Records contained in a dataset
::::::::
// rust/reader-core/src/parser/detect.rs

//! Source format sniffing.
//!
//! Only a bounded prefix of the file is read. The first non-blank line is
//! classified by its delimiters and by how many `:` separators its feature
//! tokens carry.

use std::path::Path;

use crate::config::DetectConfig;
use crate::error::{ReaderError, Result};
use crate::storage::StorageBackend;

use super::traits::FileFormat;

/// Result of sniffing a source file.
#[derive(Debug, Clone, Copy, PartialEq, Eq)]
pub struct FormatInfo {
    pub format: FileFormat,
    pub has_label: bool,
}

/// Reads the head of `path` and classifies its encoding.
///
/// # Errors
///
/// Returns a storage error if the file cannot be opened or read, and an
/// unknown-format error if it is empty or matches none of the encodings.
pub fn detect_format(
    storage: &dyn StorageBackend,
    path: &Path,
    config: &DetectConfig,
) -> Result<FormatInfo> {
    let mut reader = storage.open_read(path)?;
    let prefix = reader.read_range(0, config.prefix_bytes)?;
    let truncated = prefix.len() == config.prefix_bytes && (reader.size() as usize) > prefix.len();

    classify(&prefix, truncated, config.csv_has_label)
        .map_err(|message| ReaderError::unknown_format(path, message))
}

/// Classifies the first non-blank line of `prefix`.
///
/// `truncated` means the prefix was cut by the read limit, so a line without
/// a terminating newline may end in a partial token.
pub fn classify(
    prefix: &[u8],
    truncated: bool,
    csv_has_label: bool,
) -> std::result::Result<FormatInfo, String> {
    let text = match std::str::from_utf8(prefix) {
        Ok(text) => text,
        // A multi-byte character may straddle the prefix boundary
        Err(e) if truncated && e.error_len().is_none() => {
            std::str::from_utf8(&prefix[..e.valid_up_to()]).unwrap_or_default()
        }
        Err(_) => return Err("source is not valid UTF-8 text".to_string()),
    };

    let mut lines = text.split('\n').peekable();
    let line = loop {
        match lines.next() {
            Some(line) if line.trim().is_empty() => continue,
            Some(line) => {
                let complete = lines.peek().is_some() || !truncated;
                break (line.trim(), complete);
            }
            None => return Err("source contains no records".to_string()),
        }
    };
    let (line, complete) = line;

    if line.contains(',') && !line.contains(':') {
        return Ok(FormatInfo {
            format: FileFormat::Csv,
            has_label: csv_has_label,
        });
    }

    let mut tokens: Vec<&str> = line.split_whitespace().collect();
    if !complete && tokens.len() > 1 {
        tokens.pop();
    }

    let has_label = tokens.first().map_or(false, |t| !t.contains(':'));

    let mut colons = None;
    for token in tokens.iter().filter(|t| t.contains(':')) {
        let count = token.matches(':').count();
        match colons {
            None => colons = Some(count),
            Some(seen) if seen != count => {
                return Err(format!("mixed feature token shapes in first record: '{line}'"));
            }
            Some(_) => {}
        }
    }

    let format = match colons {
        Some(1) => FileFormat::LibSvm,
        Some(2) => FileFormat::LibFfm,
        Some(n) => return Err(format!("feature tokens with {n} ':' separators")),
        None => return Err(format!("no feature tokens in first record: '{line}'")),
    };

    Ok(FormatInfo { format, has_label })
}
::::::::
Your answer should be the exact lines above from the one with "Source format sniffing." through the one with "the prefix boundary", both included, and nothing besides.

//! Source format sniffing.
//!
//! Only a bounded prefix of the file is read. The first non-blank line is
//! classified by its delimiters and by how many `:` separators its feature
//! tokens carry.

use std::path::Path;

use crate::config::DetectConfig;
use crate::error::{ReaderError, Result};
use crate::storage::StorageBackend;

use super::traits::FileFormat;

/// Result of sniffing a source file.
#[derive(Debug, Clone, Copy, PartialEq, Eq)]
pub struct FormatInfo {
    pub format: FileFormat,
    pub has_label: bool,
}

/// Reads the head of `path` and classifies its encoding.
///
/// # Errors
///
/// Returns a storage error if the file cannot be opened or read, and an
/// unknown-format error if it is empty or matches none of the encodings.
pub fn detect_format(
    storage: &dyn StorageBackend,
    path: &Path,
    config: &DetectConfig,
) -> Result<FormatInfo> {
    let mut reader = storage.open_read(path)?;
    let prefix = reader.read_range(0, config.prefix_bytes)?;
    let truncated = prefix.len() == config.prefix_bytes && (reader.size() as usize) > prefix.len();

    classify(&prefix, truncated, config.csv_has_label)
        .map_err(|message| ReaderError::unknown_format(path, message))
}

/// Classifies the first non-blank line of `prefix`.
///
/// `truncated` means the prefix was cut by the read limit, so a line without
/// a terminating newline may end in a partial token.
pub fn classify(
    prefix: &[u8],
    truncated: bool,
    csv_has_label: bool,
) -> std::result::Result<FormatInfo, String> {
    let text = match std::str::from_utf8(prefix) {
        Ok(text) => text,
        // A multi-byte character may straddle the prefix boundary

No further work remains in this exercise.